Она решительно шагает ко мне, и ее лицо вспыхивает болью и обидой. Мне вполне хватает времени ощутить дрожь при виде ее неулыбчивого лица; я успеваю подумать, что, судя по ее холодному и взбудораженному виду, в Праге, должно быть, холодно и зябко в это время года; а также — предположить, что случилось нечто ужасное, раз она заявилась на Примроуз-Хилл в этот полуночный час. Энди? Крик о помощи?
Но тут Бабс неожиданно выплевывает:
— Сука!
И бьет меня, — резко, наотмашь, — по лицу. Вот тут-то до меня доходит.
Хватая ртом воздух, я держусь за щеку. Щека пылает, но я не уверена от чего больше: от боли или от стыда. Заикаясь, бормочу:
— Н-нет, постой, я собиралась т-тебе все рассказать…

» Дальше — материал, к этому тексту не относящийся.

//! Fixtures: WAV files and catalogs in a temporary directory.

use hound::{SampleFormat, WavSpec, WavWriter};
use std::path::{Path, PathBuf};

/// Write a 16-bit WAV whose frames are `frames`, one value per channel.
pub fn write_wav(path: &Path, sample_rate: u32, channels: u16, frames: &[Vec<f32>]) {
    let spec = WavSpec {
        channels,
        sample_rate,
        bits_per_sample: 16,
        sample_format: SampleFormat::Int,
    };
    let mut writer = WavWriter::create(path, spec).unwrap();
    for frame in frames {
        assert_eq!(frame.len(), channels as usize);
        for &value in frame {
            writer
                .write_sample((value * 32768.0).clamp(-32768.0, 32767.0) as i16)
                .unwrap();
        }
    }
    writer.finalize().unwrap();
}

/// Write a 32-bit float mono WAV.
pub fn write_float_wav(path: &Path, sample_rate: u32, samples: &[f32]) {
    let spec = WavSpec {
        channels: 1,
        sample_rate,
        bits_per_sample: 32,
        sample_format: SampleFormat::Float,
    };
    let mut writer = WavWriter::create(path, spec).unwrap();
    for &value in samples {
        writer.write_sample(value).unwrap();
    }
    writer.finalize().unwrap();
}

pub fn write_catalog(dir: &Path, text: &str) -> PathBuf {
    let path = dir.join("catalog.toml");
    std::fs::write(&path, text).unwrap();
    path
}
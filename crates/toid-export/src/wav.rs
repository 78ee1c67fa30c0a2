//! WAV encoding using hound
//!
//! Mono files take the mono render. Files with two or more channels take the
//! stereo render on the first two and silence on the rest. Samples are
//! 16-bit, 24-bit or 32-bit float.

use crate::error::{ExportError, Result};
use hound::{SampleFormat, WavSpec, WavWriter};
use std::io::{Seek, Write};

/// Sample encoding.
#[derive(Debug, Clone, Copy, PartialEq, Eq, Default)]
pub enum BitDepth {
    #[default]
    Int16,
    Int24,
    Float32,
}

impl BitDepth {
    /// Bits per sample.
    pub fn bits(&self) -> u16 {
        match self {
            BitDepth::Int16 => 16,
            BitDepth::Int24 => 24,
            BitDepth::Float32 => 32,
        }
    }
}

/// WAV encoder configuration
#[derive(Debug, Clone, PartialEq)]
pub struct WavConfig {
    /// Sample rate in Hz; must match the rate the reader renders at
    pub sample_rate: u32,
    pub bit_depth: BitDepth,
    /// 1 for the mono mix, 2 or more for the panned stereo mix
    pub channels: u16,
}

impl Default for WavConfig {
    fn default() -> Self {
        Self {
            sample_rate: 44100,
            bit_depth: BitDepth::Int16,
            channels: 1,
        }
    }
}

impl WavConfig {
    pub fn mono(sample_rate: u32, bit_depth: BitDepth) -> Self {
        Self {
            sample_rate,
            bit_depth,
            channels: 1,
        }
    }

    pub fn stereo(sample_rate: u32, bit_depth: BitDepth) -> Self {
        Self {
            sample_rate,
            bit_depth,
            channels: 2,
        }
    }

    pub(crate) fn validate(&self) -> Result<()> {
        if self.channels == 0 {
            return Err(ExportError::InvalidOptions(
                "channel count must be at least 1".into(),
            ));
        }
        if self.sample_rate == 0 {
            return Err(ExportError::InvalidOptions(
                "sample rate must be non-zero".into(),
            ));
        }
        Ok(())
    }

    /// Channels the reader has to render for this file: 1 or 2.
    pub(crate) fn render_channels(&self) -> usize {
        if self.channels >= 2 {
            2
        } else {
            1
        }
    }

    pub(crate) fn spec(&self) -> WavSpec {
        WavSpec {
            channels: self.channels,
            sample_rate: self.sample_rate,
            bits_per_sample: self.bit_depth.bits(),
            sample_format: match self.bit_depth {
                BitDepth::Float32 => SampleFormat::Float,
                _ => SampleFormat::Int,
            },
        }
    }
}

/// Write a rendered block, laid out as [`WavConfig::render_channels`]
/// interleaved channels, padding extra file channels with silence.
pub(crate) fn write_block<W: Write + Seek>(
    writer: &mut WavWriter<W>,
    block: &[f32],
    config: &WavConfig,
) -> Result<()> {
    let source = config.render_channels();
    for frame in block.chunks_exact(source) {
        for ch in 0..usize::from(config.channels) {
            let sample = frame.get(ch).copied().unwrap_or(0.0);
            match config.bit_depth {
                BitDepth::Int16 => writer.write_sample(float_to_i16(sample))?,
                BitDepth::Int24 => writer.write_sample(float_to_i24(sample))?,
                BitDepth::Float32 => writer.write_sample(sample)?,
            }
        }
    }
    Ok(())
}

/// Convert float sample to 16-bit integer with clipping
#[inline]
fn float_to_i16(sample: f32) -> i16 {
    let clamped = sample.clamp(-1.0, 1.0);
    (clamped * 32767.0) as i16
}

/// Convert float sample to 24-bit integer (stored as i32) with clipping
#[inline]
fn float_to_i24(sample: f32) -> i32 {
    let clamped = sample.clamp(-1.0, 1.0);
    (clamped * 8388607.0) as i32
}

#[cfg(test)]
mod tests {
    use super::*;

    #[test]
    fn test_wav_config_default() {
        let config = WavConfig::default();
        assert_eq!(config.sample_rate, 44100);
        assert_eq!(config.channels, 1);
        assert_eq!(config.spec().bits_per_sample, 16);
    }

    #[test]
    fn test_wav_config_validate() {
        assert!(WavConfig::stereo(48000, BitDepth::Int24).validate().is_ok());
        assert!(WavConfig {
            channels: 0,
            ..WavConfig::default()
        }
        .validate()
        .is_err());
    }

    #[test]
    fn test_float_to_i16() {
        assert_eq!(float_to_i16(0.0), 0);
        assert_eq!(float_to_i16(1.0), 32767);
        assert_eq!(float_to_i16(-1.0), -32767);
        assert_eq!(float_to_i16(1.5), 32767);
    }

    #[test]
    fn test_float_to_i24() {
        assert_eq!(float_to_i24(0.0), 0);
        assert_eq!(float_to_i24(1.0), 8388607);
        assert_eq!(float_to_i24(-1.0), -8388607);
    }

    fn encode(config: &WavConfig, block: &[f32]) -> Vec<f32> {
        let mut buffer = Vec::new();
        {
            let cursor = std::io::Cursor::new(&mut buffer);
            let mut writer = WavWriter::new(cursor, config.spec()).unwrap();
            write_block(&mut writer, block, config).unwrap();
            writer.finalize().unwrap();
        }

        let reader = hound::WavReader::new(std::io::Cursor::new(buffer)).unwrap();
        reader.into_samples::<f32>().map(|s| s.unwrap()).collect()
    }

    #[test]
    fn test_write_block_layouts() {
        let stereo = [0.5, -0.25, 1.0, 0.0];
        assert_eq!(
            encode(&WavConfig::stereo(44100, BitDepth::Float32), &stereo),
            stereo.to_vec()
        );

        let quad = WavConfig {
            channels: 4,
            ..WavConfig::stereo(44100, BitDepth::Float32)
        };
        assert_eq!(
            encode(&quad, &stereo),
            vec![0.5, -0.25, 0.0, 0.0, 1.0, 0.0, 0.0, 0.0]
        );

        let mono = WavConfig::mono(44100, BitDepth::Float32);
        assert_eq!(encode(&mono, &[0.5, -0.25]), vec![0.5, -0.25]);
    }
}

Бабс глядит на меня с откровенной неприязнью:
— Считай, что тебе еще повезло.
Прекрасно помня, как однажды она уложила какого-то мужика, шлепнувшего ее по заднице в баре (мужик был отброшен немедленным апперкотом в челюсть), я не могу с ней не согласиться. Незаметно проверяя языком, не шатаются ли зубы, ощущаю металлический привкус крови во рту. Внезапно Бабс хватает меня за руку — да так сильно, что у меня щиплет глаза, — и тащит в мой собственный дом. Я окидываю взглядом гостиную, надеясь на спасение, но Энди нигде не видно. Еще несколько часов назад меня бы это обрадовало, но сейчас я молю о его присутствии точно так же, как крестьянин молит Господа о дожде. У меня не хватает смелости спросить, где он.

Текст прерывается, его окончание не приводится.